TASK INPUTS:

********

impl<'a> SegmentPipeline<'a> {
    pub fn new(
        engine: &'a dyn MediaEngine,
        workspace: &'a RunWorkspace,
        max_workers: usize,
    ) -> Result<Self> {
        let pool = ThreadPoolBuilder::new()
            .num_threads(max_workers)
            .build()
            .map_err(|e| SyncError::WorkerPool(e.to_string()))?;
        Ok(Self {
            engine,
            workspace,
            pool,
        })
    }

    /// Extraction phase: cut every scene out of the source video in parallel.
    /// All units must succeed; the first failure fails the phase (units still
    /// in flight finish on their own, their output is simply never used).
    pub fn extract(&self, video: &Path, scenes: &[Scene]) -> Result<Vec<SegmentJob>> {
        info!(scenes = scenes.len(), "scene extraction started");
        let bar = progress::phase_bar(scenes.len() as u64, "Extracting scenes");

        let result = self.pool.install(|| {
            scenes
                .par_iter()
                .map(|&scene| {
                    let raw_path = self.workspace.raw_segment_path(scene.index);
                    self.engine
                        .extract_segment(video, scene.start, scene.end, &raw_path)
                        .map_err(|e| SyncError::Extraction {
                            index: scene.index,
                            reason: format!("{e:#}"),
                        })?;
                    bar.inc(1);
                    Ok(SegmentJob { scene, raw_path })
                })
                .collect::<Result<Vec<_>>>()
        });

        match &result {
            Ok(_) => {
                bar.finish_with_message("Extraction complete");
                info!("scene extraction completed");
            }
            Err(_) => bar.abandon_with_message("Extraction failed"),
        }
        result
    }

    /// Adjustment phase: match each extracted segment to its following beat
    /// and retime it, in parallel. Same all-or-fail policy as extraction.
    pub fn adjust(&self, jobs: &[SegmentJob], beats: &BeatTrack) -> Result<Vec<AdjustedSegment>> {
        info!(segments = jobs.len(), "scene adjustment started");
        let bar = progress::phase_bar(jobs.len() as u64, "Adjusting scenes");

        let result = self.pool.install(|| {
            jobs.par_iter()
                .map(|job| {
                    let scene = job.scene;
                    let playback_speed =
                        match match_scene_to_beat(scene.start, scene.end, beats) {
                            BeatMatch::Synced {
                                playback_speed,
                                beat,
                            } => {
                                debug!(
                                    scene = scene.index,
                                    beat, speed = playback_speed, "matched scene to beat"
                                );
                                playback_speed
                            }
                            BeatMatch::NoFollowingBeat => {
                                warn!(
                                    scene = scene.index,
                                    "no beat after scene end, leaving playback speed at 1.0"
                                );
                                1.0
                            }
                        };

                    let path = self.workspace.adjusted_segment_path(scene.index);
                    self.engine
                        .adjust_speed(&job.raw_path, playback_speed, &path)
                        .map_err(|e| SyncError::Adjustment {
                            index: scene.index,
                            reason: format!("{e:#}"),
                        })?;
                    bar.inc(1);
                    Ok(AdjustedSegment {
                        scene,
                        playback_speed,
                        path,
                    })
                })
                .collect::<Result<Vec<_>>>()
        });

        match &result {
            Ok(_) => {
                bar.finish_with_message("Adjustment complete");
                info!("scene adjustment completed");
            }
            Err(_) => bar.abandon_with_message("Adjustment failed"),
        }
        result
    }

    /// Concatenate the adjusted clips in scene-index order, then overlay the
    /// external audio track.
    pub fn assemble(&self, segments: &[AdjustedSegment], audio: &Path) -> Result<PathBuf> {
        // The clips are handed over in scene-index order no matter how the
        // caller's slice happens to be arranged.
        let mut ordered: Vec<&AdjustedSegment> = segments.iter().collect();
        ordered.sort_by_key(|segment| segment.scene.index);
        let clips: Vec<PathBuf> = ordered.iter().map(|segment| segment.path.clone()).collect();

        info!(clips = clips.len(), "concatenation started");
        let concatenated = self.workspace.concatenated_path();
        self.engine
            .concatenate(&clips, &concatenated)
            .map_err(|e| SyncError::Assembly {
                stage: "concatenation",
                reason: format!("{e:#}"),
            })?;
        info!("concatenation completed");

        info!("audio overlay started");
        let final_output = self.workspace.final_output_path();
        self.engine
            .overlay_audio(&concatenated, audio, &final_output)
            .map_err(|e| SyncError::Assembly {
                stage: "audio overlay",
                reason: format!("{e:#}"),
            })?;
        info!("audio overlay completed");

        self.warn_on_duration_mismatch(&concatenated, audio);
        Ok(final_output)
    }

    /// "Shortest wins" silently trims the longer stream; at least make the
    /// mismatch visible to the operator.
    fn warn_on_duration_mismatch(&self, video: &Path, audio: &Path) {
        match (
            self.engine.probe_duration(video),
            self.engine.probe_duration(audio),
        ) {
            (Ok(video_s), Ok(audio_s)) => {
                if (video_s - audio_s).abs() > 0.5 {
                    warn!(
                        video_s,
                        audio_s, "stream durations differ, output trimmed to the shorter"
                    );
                }
            }
            _ => debug!("could not probe output durations"),
        }
    }
}
use anyhow::{Context, Result, bail};
use std::path::Path;
use std::process::Command;

/// Open a file with the platform's default application.
pub fn open_with_default_app(path: &Path) -> Result<()> {
    let status = if cfg!(target_os = "macos") {
        Command::new("open").arg(path).status()
    } else if cfg!(windows) {
        Command::new("cmd").args(["/C", "start", ""]).arg(path).status()
    } else {
        Command::new("xdg-open").arg(path).status()
    }
    .with_context(|| format!("failed to open {}", path.display()))?;

    if !status.success() {
        bail!("player exited with status: {status}");
    }
    Ok(())
}
use std::path::{Path, PathBuf};
use std::process::Command;

use anyhow::{Context, Result, bail};

use crate::ffmpeg::resolve_bin;

/// Beat timestamps in seconds, non-decreasing, possibly empty. Shared
/// read-only by every scene's matching step.
#[derive(Debug, Clone, Default, PartialEq)]
pub struct BeatTrack(Vec<f64>);

impl BeatTrack {
    pub fn new(times: Vec<f64>) -> Self {
        Self(times)
    }

    pub fn times(&self) -> &[f64] {
        &self.0
    }

    pub fn len(&self) -> usize {
        self.0.len()
    }

    pub fn is_empty(&self) -> bool {
        self.0.is_empty()
    }
}

/// Outcome of matching one scene against the beat track.
#[derive(Debug, Clone, Copy, PartialEq)]
pub enum BeatMatch {
    /// The scene stretches/compresses so its end lands on `beat`.
    Synced { playback_speed: f64, beat: f64 },
    /// No beat lies after the scene end; the scene is left untouched.
    NoFollowingBeat,
}

impl BeatMatch {
    pub fn playback_speed(&self) -> f64 {
        match self {
            BeatMatch::Synced { playback_speed, .. } => *playback_speed,
            BeatMatch::NoFollowingBeat => 1.0,
        }
    }
}

/// Match a scene to the nearest beat strictly after its end.
///
/// `playback_speed = original_duration / new_duration`, so a beat further out
/// than the scene end slows the scene down (< 1.0) and a beat between two
/// close cuts would speed it up (> 1.0). Beats at or before the scene end are
/// never candidates; a scene ending past the last beat keeps its speed.
pub fn match_scene_to_beat(scene_start: f64, scene_end: f64, beats: &BeatTrack) -> BeatMatch {
    let chosen = beats
        .times()
        .iter()
        .copied()
        .filter(|&beat| beat > scene_end)
        .reduce(f64::min);

    let Some(beat) = chosen else {
        return BeatMatch::NoFollowingBeat;
    };

    let new_duration = beat - scene_start;
    if new_duration <= 0.0 {
        // Cannot happen for a well-formed scene (beat > end > start), but a
        // zero span degrades to the identity case rather than a NaN speed.
        return BeatMatch::NoFollowingBeat;
    }

    BeatMatch::Synced {
        playback_speed: (scene_end - scene_start) / new_duration,
        beat,
    }
}

/// Narrow interface to whatever tracks beats in an audio file. The pipeline
/// never looks past this boundary; tests feed it canned tracks.
pub trait BeatSource: Send + Sync {
    fn detect_beats(&self, audio: &Path) -> Result<BeatTrack>;
}

/// Beat source backed by the `aubio` CLI (`aubio beat <file>` prints one
/// timestamp per line, in seconds, ascending).
pub struct AubioBeatSource {
    aubio: PathBuf,
}

impl AubioBeatSource {
    pub fn resolve(aubio: Option<PathBuf>) -> Result<Self> {
        Ok(Self {
            aubio: resolve_bin(aubio, "aubio")?,
        })
    }
}

impl BeatSource for AubioBeatSource {
    fn detect_beats(&self, audio: &Path) -> Result<BeatTrack> {
        let out = Command::new(&self.aubio)
            .arg("beat")
            .arg(audio)
            .output()
            .context("failed to run aubio")?;
        if !out.status.success() {
            bail!(
                "aubio beat failed (status {}): {}",
                out.status,
                String::from_utf8_lossy(&out.stderr).trim()
            );
        }
        parse_beat_lines(&String::from_utf8_lossy(&out.stdout))
    }
}

/// Parse `aubio beat` stdout: one float per line, blank lines ignored.
pub fn parse_beat_lines(stdout: &str) -> Result<BeatTrack> {
    let mut times = Vec::new();
    for line in stdout.lines() {
        let line = line.trim();
        if line.is_empty() {
            continue;
        }
        let t: f64 = line
            .parse()
            .with_context(|| format!("unexpected beat timestamp line `{line}`"))?;
        times.push(t);
    }
    Ok(BeatTrack::new(times))
}
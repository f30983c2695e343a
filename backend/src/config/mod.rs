//! Central module for application-wide configuration settings.
//!
//! This module handles loading and managing configuration parameters such as
//! the database URL, server port, signing secret, and hashing cost. The
//! configuration is read once at startup and handed to the components that
//! need it; request-handling code never reads the environment.

use anyhow::{Context, Result};
use std::env;

#[derive(Debug, Clone)]
pub struct Config {
    pub database_url: String,
    pub max_connections: u32,
    pub acquire_timeout_seconds: u64,
    pub jwt_secret: String,
    pub jwt_expires_in_seconds: u64,
    pub bcrypt_cost: u32,
    pub server_port: u16,
    pub public_dir: String,
}

/// Default token lifetime, 30 days.
const DEFAULT_JWT_EXPIRES_IN_SECONDS: u64 = 30 * 24 * 60 * 60;

impl Config {
    /// Loads configuration from environment variables.
    pub fn from_env() -> Result<Self> {
        dotenvy::dotenv().ok();

        let database_url = env::var("DATABASE_URL").context("DATABASE_URL not set")?;

        let max_connections = env::var("DB_MAX_CONNECTIONS")
            .unwrap_or_else(|_| "5".to_string())
            .parse::<u32>()
            .context("DB_MAX_CONNECTIONS must be a valid number")?;

        let acquire_timeout_seconds = env::var("DB_ACQUIRE_TIMEOUT_SECONDS")
            .unwrap_or_else(|_| "3".to_string())
            .parse::<u64>()
            .context("DB_ACQUIRE_TIMEOUT_SECONDS must be a valid number")?;

        let jwt_secret = env::var("JWT_SECRET").context("JWT_SECRET not set")?;

        let jwt_expires_in_seconds = env::var("JWT_EXPIRES_IN_SECONDS")
            .unwrap_or_else(|_| DEFAULT_JWT_EXPIRES_IN_SECONDS.to_string())
            .parse::<u64>()
            .context("JWT_EXPIRES_IN_SECONDS must be a valid number")?;

        let bcrypt_cost = env::var("BCRYPT_COST")
            .unwrap_or_else(|_| "10".to_string())
            .parse::<u32>()
            .context("BCRYPT_COST must be a valid number")?;

        let server_port = env::var("PORT")
            .unwrap_or_else(|_| "3301".to_string())
            .parse::<u16>()
            .context("PORT must be a valid number")?;

        let public_dir = env::var("PUBLIC_DIR").unwrap_or_else(|_| "public".to_string());

        Ok(Config {
            database_url,
            max_connections,
            acquire_timeout_seconds,
            jwt_secret,
            jwt_expires_in_seconds,
            bcrypt_cost,
            server_port,
            public_dir,
        })
    }
}

/// Configuration for tests: in-memory database, low hashing cost.
#[cfg(test)]
pub(crate) fn test_config() -> Config {
    Config {
        database_url: "sqlite::memory:".to_string(),
        max_connections: 1,
        acquire_timeout_seconds: 3,
        jwt_secret: "secret-de-test".to_string(),
        jwt_expires_in_seconds: 3600,
        bcrypt_cost: 4,
        server_port: 0,
        public_dir: "public".to_string(),
    }
}
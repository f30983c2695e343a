//! Generic JSON document access layer.
//!
//! Every collection shares the `documents` table; rows are addressed by
//! (collection, id) and filtered or ordered through `json_extract` over the
//! stored body. Identifiers are generated here as sortable UUIDs.

use std::str::FromStr;

use serde_json::Value;
use sqlx::{Row, SqlitePool};
use thiserror::Error;
use uuid::Uuid;

use crate::database::models::Document;

/// Sort order for listings, parsed from the wire form `asc`/`desc`.
#[derive(Debug, Clone, Copy, PartialEq, Eq, Default)]
pub enum SortDirection {
    #[default]
    Ascending,
    Descending,
}

impl SortDirection {
    fn as_sql(self) -> &'static str {
        match self {
            SortDirection::Ascending => "ASC",
            SortDirection::Descending => "DESC",
        }
    }
}

#[derive(Debug, Clone, Error)]
#[error("unknown sort direction: {0}")]
pub struct UnknownSortDirection(String);

impl FromStr for SortDirection {
    type Err = UnknownSortDirection;

    fn from_str(s: &str) -> Result<Self, Self::Err> {
        match s.to_ascii_lowercase().as_str() {
            "asc" => Ok(Self::Ascending),
            "desc" => Ok(Self::Descending),
            other => Err(UnknownSortDirection(other.to_string())),
        }
    }
}

/// Data access for one named collection of JSON documents.
pub struct DocumentRepository<'a> {
    pool: &'a SqlitePool,
    collection: &'a str,
}

impl<'a> DocumentRepository<'a> {
    /// Creates a repository over `collection`.
    ///
    /// # Arguments
    /// * `pool` - Database connection pool
    /// * `collection` - Name of the collection this repository serves
    pub fn new(pool: &'a SqlitePool, collection: &'a str) -> Self {
        Self { pool, collection }
    }

    /// Inserts `data` under a newly generated identifier.
    ///
    /// # Returns
    /// * `anyhow::Result<Document>` - The stored document with its identifier
    pub async fn insert(&self, data: &Value) -> anyhow::Result<Document> {
        let id = Uuid::now_v7().to_string();
        sqlx::query("INSERT INTO documents (collection, id, data) VALUES (?, ?, ?)")
            .bind(self.collection)
            .bind(&id)
            .bind(data.to_string())
            .execute(self.pool)
            .await?;

        Ok(Document {
            id,
            data: data.clone(),
        })
    }

    /// Fetches one document by identifier.
    pub async fn get(&self, id: &str) -> anyhow::Result<Option<Document>> {
        let row = sqlx::query("SELECT id, data FROM documents WHERE collection = ? AND id = ?")
            .bind(self.collection)
            .bind(id)
            .fetch_optional(self.pool)
            .await?;

        row.map(row_to_document).transpose()
    }

    /// Returns every document whose body field `field` equals `value`.
    pub async fn find_by_field(&self, field: &str, value: &str) -> anyhow::Result<Vec<Document>> {
        let rows = sqlx::query(
            "SELECT id, data FROM documents WHERE collection = ? AND json_extract(data, ?) = ?",
        )
        .bind(self.collection)
        .bind(json_path(field))
        .bind(value)
        .fetch_all(self.pool)
        .await?;

        rows.into_iter().map(row_to_document).collect()
    }

    /// Lists documents ordered by a body field, capped at `limit`.
    pub async fn list(
        &self,
        order_by: &str,
        direction: SortDirection,
        limit: i64,
    ) -> anyhow::Result<Vec<Document>> {
        let sql = format!(
            "SELECT id, data FROM documents WHERE collection = ? \
             ORDER BY json_extract(data, ?) {} LIMIT ?",
            direction.as_sql()
        );
        let rows = sqlx::query(&sql)
            .bind(self.collection)
            .bind(json_path(order_by))
            .bind(limit)
            .fetch_all(self.pool)
            .await?;

        rows.into_iter().map(row_to_document).collect()
    }

    /// Lists every document in the collection, in identifier order.
    pub async fn list_all(&self) -> anyhow::Result<Vec<Document>> {
        let rows = sqlx::query("SELECT id, data FROM documents WHERE collection = ? ORDER BY id")
            .bind(self.collection)
            .fetch_all(self.pool)
            .await?;

        rows.into_iter().map(row_to_document).collect()
    }

    /// Merges `changes` into an existing document's top-level fields. Array
    /// and scalar fields are replaced wholesale; `null` change values remove
    /// a field, so callers only pass validated payloads.
    ///
    /// # Returns
    /// * `Ok(None)` - No document has this identifier
    pub async fn update(&self, id: &str, changes: &Value) -> anyhow::Result<Option<Document>> {
        let result = sqlx::query(
            "UPDATE documents SET data = json_patch(data, ?) WHERE collection = ? AND id = ?",
        )
        .bind(changes.to_string())
        .bind(self.collection)
        .bind(id)
        .execute(self.pool)
        .await?;

        if result.rows_affected() == 0 {
            return Ok(None);
        }
        self.get(id).await
    }

    /// Deletes by identifier. Deleting an absent document is not an error.
    pub async fn delete(&self, id: &str) -> anyhow::Result<()> {
        sqlx::query("DELETE FROM documents WHERE collection = ? AND id = ?")
            .bind(self.collection)
            .bind(id)
            .execute(self.pool)
            .await?;
        Ok(())
    }
}

fn json_path(field: &str) -> String {
    format!("$.{field}")
}

fn row_to_document(row: sqlx::sqlite::SqliteRow) -> anyhow::Result<Document> {
    let id: String = row.get("id");
    let raw: String = row.get("data");
    let data = serde_json::from_str(&raw)?;
    Ok(Document { id, data })
}

#[cfg(test)]
mod tests {
    use super::*;
    use crate::database::test_pool;
    use serde_json::json;

    #[tokio::test]
    async fn insert_then_get_round_trips() {
        let pool = test_pool().await;
        let films = DocumentRepository::new(&pool, "films");

        let stored = films.insert(&json!({ "titre": "Incendies" })).await.unwrap();
        let fetched = films.get(&stored.id).await.unwrap().unwrap();

        assert_eq!(fetched, stored);
    }

    #[tokio::test]
    async fn get_returns_none_for_an_unknown_id() {
        let pool = test_pool().await;
        let films = DocumentRepository::new(&pool, "films");

        assert!(films.get("absent").await.unwrap().is_none());
    }

    #[tokio::test]
    async fn collections_do_not_see_each_other() {
        let pool = test_pool().await;
        let films = DocumentRepository::new(&pool, "films");
        let comptes = DocumentRepository::new(&pool, "utilisateurs");

        let stored = films.insert(&json!({ "titre": "CRAZY" })).await.unwrap();

        assert!(comptes.get(&stored.id).await.unwrap().is_none());
        assert_eq!(comptes.list_all().await.unwrap().len(), 0);
    }

    #[tokio::test]
    async fn find_by_field_matches_exact_values() {
        let pool = test_pool().await;
        let comptes = DocumentRepository::new(&pool, "utilisateurs");

        comptes
            .insert(&json!({ "courriel": "a@b.com", "mdp": "h1" }))
            .await
            .unwrap();
        comptes
            .insert(&json!({ "courriel": "c@d.com", "mdp": "h2" }))
            .await
            .unwrap();

        let found = comptes.find_by_field("courriel", "a@b.com").await.unwrap();
        assert_eq!(found.len(), 1);
        assert_eq!(found[0].data["courriel"], "a@b.com");

        let none = comptes.find_by_field("courriel", "z@z.com").await.unwrap();
        assert!(none.is_empty());
    }

    #[tokio::test]
    async fn list_orders_by_the_requested_field() {
        let pool = test_pool().await;
        let films = DocumentRepository::new(&pool, "films");

        for titre in ["Cèdre", "Aurore", "Bonheur"] {
            films.insert(&json!({ "titre": titre })).await.unwrap();
        }

        let ascending = films.list("titre", SortDirection::Ascending, 10).await.unwrap();
        let titres: Vec<&str> = ascending
            .iter()
            .map(|d| d.data["titre"].as_str().unwrap())
            .collect();
        assert_eq!(titres, ["Aurore", "Bonheur", "Cèdre"]);

        let descending = films
            .list("titre", SortDirection::Descending, 10)
            .await
            .unwrap();
        assert_eq!(descending[0].data["titre"], "Cèdre");
    }

    #[tokio::test]
    async fn list_applies_the_limit() {
        let pool = test_pool().await;
        let films = DocumentRepository::new(&pool, "films");

        for titre in ["A", "B", "C"] {
            films.insert(&json!({ "titre": titre })).await.unwrap();
        }

        let limited = films.list("titre", SortDirection::Ascending, 2).await.unwrap();
        assert_eq!(limited.len(), 2);
    }

    #[tokio::test]
    async fn update_merges_top_level_fields() {
        let pool = test_pool().await;
        let films = DocumentRepository::new(&pool, "films");

        let stored = films
            .insert(&json!({ "titre": "Incendies", "annee": "2010", "genres": ["Drame", "Guerre"] }))
            .await
            .unwrap();

        let updated = films
            .update(&stored.id, &json!({ "annee": "2011", "genres": ["Drame"] }))
            .await
            .unwrap()
            .unwrap();

        assert_eq!(updated.data["titre"], "Incendies");
        assert_eq!(updated.data["annee"], "2011");
        assert_eq!(updated.data["genres"], json!(["Drame"]));
    }

    #[tokio::test]
    async fn update_returns_none_for_an_unknown_id() {
        let pool = test_pool().await;
        let films = DocumentRepository::new(&pool, "films");

        let outcome = films.update("absent", &json!({ "titre": "X" })).await.unwrap();
        assert!(outcome.is_none());
    }

    #[tokio::test]
    async fn delete_removes_and_stays_quiet_when_absent() {
        let pool = test_pool().await;
        let films = DocumentRepository::new(&pool, "films");

        let stored = films.insert(&json!({ "titre": "Incendies" })).await.unwrap();
        films.delete(&stored.id).await.unwrap();

        assert!(films.get(&stored.id).await.unwrap().is_none());
        films.delete(&stored.id).await.unwrap();
    }

    #[test]
    fn sort_direction_parses_case_insensitively() {
        assert_eq!("asc".parse::<SortDirection>().unwrap(), SortDirection::Ascending);
        assert_eq!("DESC".parse::<SortDirection>().unwrap(), SortDirection::Descending);
        assert!("sideways".parse::<SortDirection>().is_err());
    }
}
//! Handler functions for account-related API endpoints.
//!
//! These functions accept the raw JSON body and hand it to the
//! `auth::service`, which validates it before doing anything else. Handlers
//! only translate service results into HTTP responses.

use axum::{
    extract::{Extension, Json},
    http::StatusCode,
    response::Json as ResponseJson,
};
use serde_json::Value;

use crate::api::common::{ErrorResponse, service_error_to_http};
use crate::auth::models::TokenResponse;
use crate::auth::service::AuthService;
use crate::database::models::UtilisateurPublic;
use crate::state::AppState;

/// Handle account creation
#[axum::debug_handler]
pub async fn inscription(
    Extension(state): Extension<AppState>,
    Json(payload): Json<Value>,
) -> Result<ResponseJson<TokenResponse>, (StatusCode, ResponseJson<ErrorResponse>)> {
    match AuthService::new(&state).register(&payload).await {
        Ok(response) => Ok(ResponseJson(response)),
        Err(error) => Err(service_error_to_http(error)),
    }
}

/// Handle account login
#[axum::debug_handler]
pub async fn connexion(
    Extension(state): Extension<AppState>,
    Json(payload): Json<Value>,
) -> Result<ResponseJson<TokenResponse>, (StatusCode, ResponseJson<ErrorResponse>)> {
    match AuthService::new(&state).login(&payload).await {
        Ok(response) => Ok(ResponseJson(response)),
        Err(error) => Err(service_error_to_http(error)),
    }
}

/// Handle account listing, hashes redacted
#[axum::debug_handler]
pub async fn liste_utilisateurs(
    Extension(state): Extension<AppState>,
) -> Result<ResponseJson<Vec<UtilisateurPublic>>, (StatusCode, ResponseJson<ErrorResponse>)> {
    match AuthService::new(&state).list_users().await {
        Ok(utilisateurs) => Ok(ResponseJson(utilisateurs)),
        Err(error) => Err(service_error_to_http(error)),
    }
}
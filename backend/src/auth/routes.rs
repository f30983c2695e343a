//! Defines the HTTP routes for accounts.
//!
//! These routes cover account listing, registration, and login. They are
//! designed to be nested under `/utilisateurs` in the main Axum router.

use crate::auth::handlers::*;
use axum::{
    Router,
    routing::{get, post},
};

/// Creates the account router with all account-related routes
pub fn utilisateurs_router() -> Router {
    Router::new()
        .route("/", get(liste_utilisateurs))
        .route("/inscription", post(inscription))
        .route("/connexion", post(connexion))
}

********

EXERCISE BRIEF: Set down exactly the lines that begin the records and continue through the line bearing "scene.start, scene.end, &raw_path)"; include both ends.

TASK RESULT:
impl<'a> SegmentPipeline<'a> {
    pub fn new(
        engine: &'a dyn MediaEngine,
        workspace: &'a RunWorkspace,
        max_workers: usize,
    ) -> Result<Self> {
        let pool = ThreadPoolBuilder::new()
            .num_threads(max_workers)
            .build()
            .map_err(|e| SyncError::WorkerPool(e.to_string()))?;
        Ok(Self {
            engine,
            workspace,
            pool,
        })
    }

    /// Extraction phase: cut every scene out of the source video in parallel.
    /// All units must succeed; the first failure fails the phase (units still
    /// in flight finish on their own, their output is simply never used).
    pub fn extract(&self, video: &Path, scenes: &[Scene]) -> Result<Vec<SegmentJob>> {
        info!(scenes = scenes.len(), "scene extraction started");
        let bar = progress::phase_bar(scenes.len() as u64, "Extracting scenes");

        let result = self.pool.install(|| {
            scenes
                .par_iter()
                .map(|&scene| {
                    let raw_path = self.workspace.raw_segment_path(scene.index);
                    self.engine
                        .extract_segment(video, scene.start, scene.end, &raw_path)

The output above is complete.